**TRY IT:** Repeat all of the entries, please, keeping each line exact.

**TASK INPUT:**
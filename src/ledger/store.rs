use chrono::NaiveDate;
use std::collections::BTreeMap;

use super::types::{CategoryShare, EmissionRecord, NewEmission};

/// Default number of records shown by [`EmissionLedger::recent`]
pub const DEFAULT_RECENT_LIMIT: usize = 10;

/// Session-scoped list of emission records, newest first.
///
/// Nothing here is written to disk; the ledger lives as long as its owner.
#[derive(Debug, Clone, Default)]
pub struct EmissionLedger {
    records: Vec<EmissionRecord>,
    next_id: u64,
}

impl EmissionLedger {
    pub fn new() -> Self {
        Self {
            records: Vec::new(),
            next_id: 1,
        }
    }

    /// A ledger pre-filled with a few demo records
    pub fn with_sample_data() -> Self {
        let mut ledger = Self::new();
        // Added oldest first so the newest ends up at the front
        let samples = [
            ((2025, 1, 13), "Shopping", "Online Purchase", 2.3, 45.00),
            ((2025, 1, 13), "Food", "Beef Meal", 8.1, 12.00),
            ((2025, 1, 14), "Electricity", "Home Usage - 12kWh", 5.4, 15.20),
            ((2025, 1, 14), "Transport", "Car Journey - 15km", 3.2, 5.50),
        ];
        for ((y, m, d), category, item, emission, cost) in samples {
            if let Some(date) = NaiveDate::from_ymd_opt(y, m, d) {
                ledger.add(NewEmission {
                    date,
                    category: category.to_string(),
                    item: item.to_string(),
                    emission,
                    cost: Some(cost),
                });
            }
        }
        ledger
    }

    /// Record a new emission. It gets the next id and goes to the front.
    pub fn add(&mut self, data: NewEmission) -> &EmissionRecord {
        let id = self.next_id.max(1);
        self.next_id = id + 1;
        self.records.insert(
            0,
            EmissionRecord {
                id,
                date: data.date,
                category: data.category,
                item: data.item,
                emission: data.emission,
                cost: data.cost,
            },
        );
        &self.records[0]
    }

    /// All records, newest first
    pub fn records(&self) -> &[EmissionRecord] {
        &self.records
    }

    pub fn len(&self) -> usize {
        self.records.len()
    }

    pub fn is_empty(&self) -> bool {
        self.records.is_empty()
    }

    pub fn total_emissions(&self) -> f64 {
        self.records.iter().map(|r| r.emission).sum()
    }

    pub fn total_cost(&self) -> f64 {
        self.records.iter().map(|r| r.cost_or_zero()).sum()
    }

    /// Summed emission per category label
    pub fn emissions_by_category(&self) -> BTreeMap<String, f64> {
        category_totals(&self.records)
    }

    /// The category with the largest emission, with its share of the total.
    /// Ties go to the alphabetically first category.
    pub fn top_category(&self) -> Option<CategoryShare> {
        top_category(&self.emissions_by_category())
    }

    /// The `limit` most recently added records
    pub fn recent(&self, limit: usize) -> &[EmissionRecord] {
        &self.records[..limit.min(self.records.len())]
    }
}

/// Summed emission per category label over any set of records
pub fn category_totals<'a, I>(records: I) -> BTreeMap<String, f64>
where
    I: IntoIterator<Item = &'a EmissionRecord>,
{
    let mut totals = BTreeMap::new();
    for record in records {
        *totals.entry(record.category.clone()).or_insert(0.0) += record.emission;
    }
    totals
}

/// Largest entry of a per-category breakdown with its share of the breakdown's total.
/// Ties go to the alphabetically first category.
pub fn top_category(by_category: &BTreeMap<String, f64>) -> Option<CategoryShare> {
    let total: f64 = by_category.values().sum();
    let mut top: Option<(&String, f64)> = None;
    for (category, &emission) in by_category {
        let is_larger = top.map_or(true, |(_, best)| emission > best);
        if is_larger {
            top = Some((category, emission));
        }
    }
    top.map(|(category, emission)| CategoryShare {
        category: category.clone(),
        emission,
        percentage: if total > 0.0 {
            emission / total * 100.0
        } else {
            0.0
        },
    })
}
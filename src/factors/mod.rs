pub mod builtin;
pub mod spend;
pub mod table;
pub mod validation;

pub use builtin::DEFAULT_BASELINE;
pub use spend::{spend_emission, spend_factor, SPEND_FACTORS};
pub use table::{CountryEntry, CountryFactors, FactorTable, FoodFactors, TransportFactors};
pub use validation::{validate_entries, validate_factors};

**RESULT OF THIS TASK:**
filename src/ledger/store.rs
use chrono::NaiveDate;
use std::collections::BTreeMap;

use super::types::{CategoryShare, EmissionRecord, NewEmission};

/// Default number of records shown by [`EmissionLedger::recent`]
pub const DEFAULT_RECENT_LIMIT: usize = 10;

/// Session-scoped list of emission records, newest first.
///
/// Nothing here is written to disk; the ledger lives as long as its owner.
#[derive(Debug, Clone, Default)]
pub struct EmissionLedger {
    records: Vec<EmissionRecord>,
    next_id: u64,
}

impl EmissionLedger {
    pub fn new() -> Self {
        Self {
            records: Vec::new(),
            next_id: 1,
        }
    }

    /// A ledger pre-filled with a few demo records
    pub fn with_sample_data() -> Self {
        let mut ledger = Self::new();
        // Added oldest first so the newest ends up at the front
        let samples = [
            ((2025, 1, 13), "Shopping", "Online Purchase", 2.3, 45.00),
            ((2025, 1, 13), "Food", "Beef Meal", 8.1, 12.00),
            ((2025, 1, 14), "Electricity", "Home Usage - 12kWh", 5.4, 15.20),
            ((2025, 1, 14), "Transport", "Car Journey - 15km", 3.2, 5.50),
        ];
        for ((y, m, d), category, item, emission, cost) in samples {
            if let Some(date) = NaiveDate::from_ymd_opt(y, m, d) {
                ledger.add(NewEmission {
                    date,
                    category: category.to_string(),
                    item: item.to_string(),
                    emission,
                    cost: Some(cost),
                });
            }
        }
        ledger
    }

    /// Record a new emission. It gets the next id and goes to the front.
    pub fn add(&mut self, data: NewEmission) -> &EmissionRecord {
        let id = self.next_id.max(1);
        self.next_id = id + 1;
        self.records.insert(
            0,
            EmissionRecord {
                id,
                date: data.date,
                category: data.category,
                item: data.item,
                emission: data.emission,
                cost: data.cost,
            },
        );
        &self.records[0]
    }

    /// All records, newest first
    pub fn records(&self) -> &[EmissionRecord] {
        &self.records
    }

    pub fn len(&self) -> usize {
        self.records.len()
    }

    pub fn is_empty(&self) -> bool {
        self.records.is_empty()
    }

    pub fn total_emissions(&self) -> f64 {
        self.records.iter().map(|r| r.emission).sum()
    }

    pub fn total_cost(&self) -> f64 {
        self.records.iter().map(|r| r.cost_or_zero()).sum()
    }

    /// Summed emission per category label
    pub fn emissions_by_category(&self) -> BTreeMap<String, f64> {
        category_totals(&self.records)
    }

    /// The category with the largest emission, with its share of the total.
    /// Ties go to the alphabetically first category.
    pub fn top_category(&self) -> Option<CategoryShare> {
        top_category(&self.emissions_by_category())
    }

    /// The `limit` most recently added records
    pub fn recent(&self, limit: usize) -> &[EmissionRecord] {
        &self.records[..limit.min(self.records.len())]
    }
}

/// Summed emission per category label over any set of records
pub fn category_totals<'a, I>(records: I) -> BTreeMap<String, f64>
where
    I: IntoIterator<Item = &'a EmissionRecord>,
{
    let mut totals = BTreeMap::new();
    for record in records {
        *totals.entry(record.category.clone()).or_insert(0.0) += record.emission;
    }
    totals
}

/// Largest entry of a per-category breakdown with its share of the breakdown's total.
/// Ties go to the alphabetically first category.
pub fn top_category(by_category: &BTreeMap<String, f64>) -> Option<CategoryShare> {
    let total: f64 = by_category.values().sum();
    let mut top: Option<(&String, f64)> = None;
    for (category, &emission) in by_category {
        let is_larger = top.map_or(true, |(_, best)| emission > best);
        if is_larger {
            top = Some((category, emission));
        }
    }
    top.map(|(category, emission)| CategoryShare {
        category: category.clone(),
        emission,
        percentage: if total > 0.0 {
            emission / total * 100.0
        } else {
            0.0
        },
    })
}
filename src/factors/mod.rs
pub mod builtin;
pub mod spend;
pub mod table;
pub mod validation;

pub use builtin::DEFAULT_BASELINE;
pub use spend::{spend_emission, spend_factor, SPEND_FACTORS};
pub use table::{CountryEntry, CountryFactors, FactorTable, FoodFactors, TransportFactors};
pub use validation::{validate_entries, validate_factors};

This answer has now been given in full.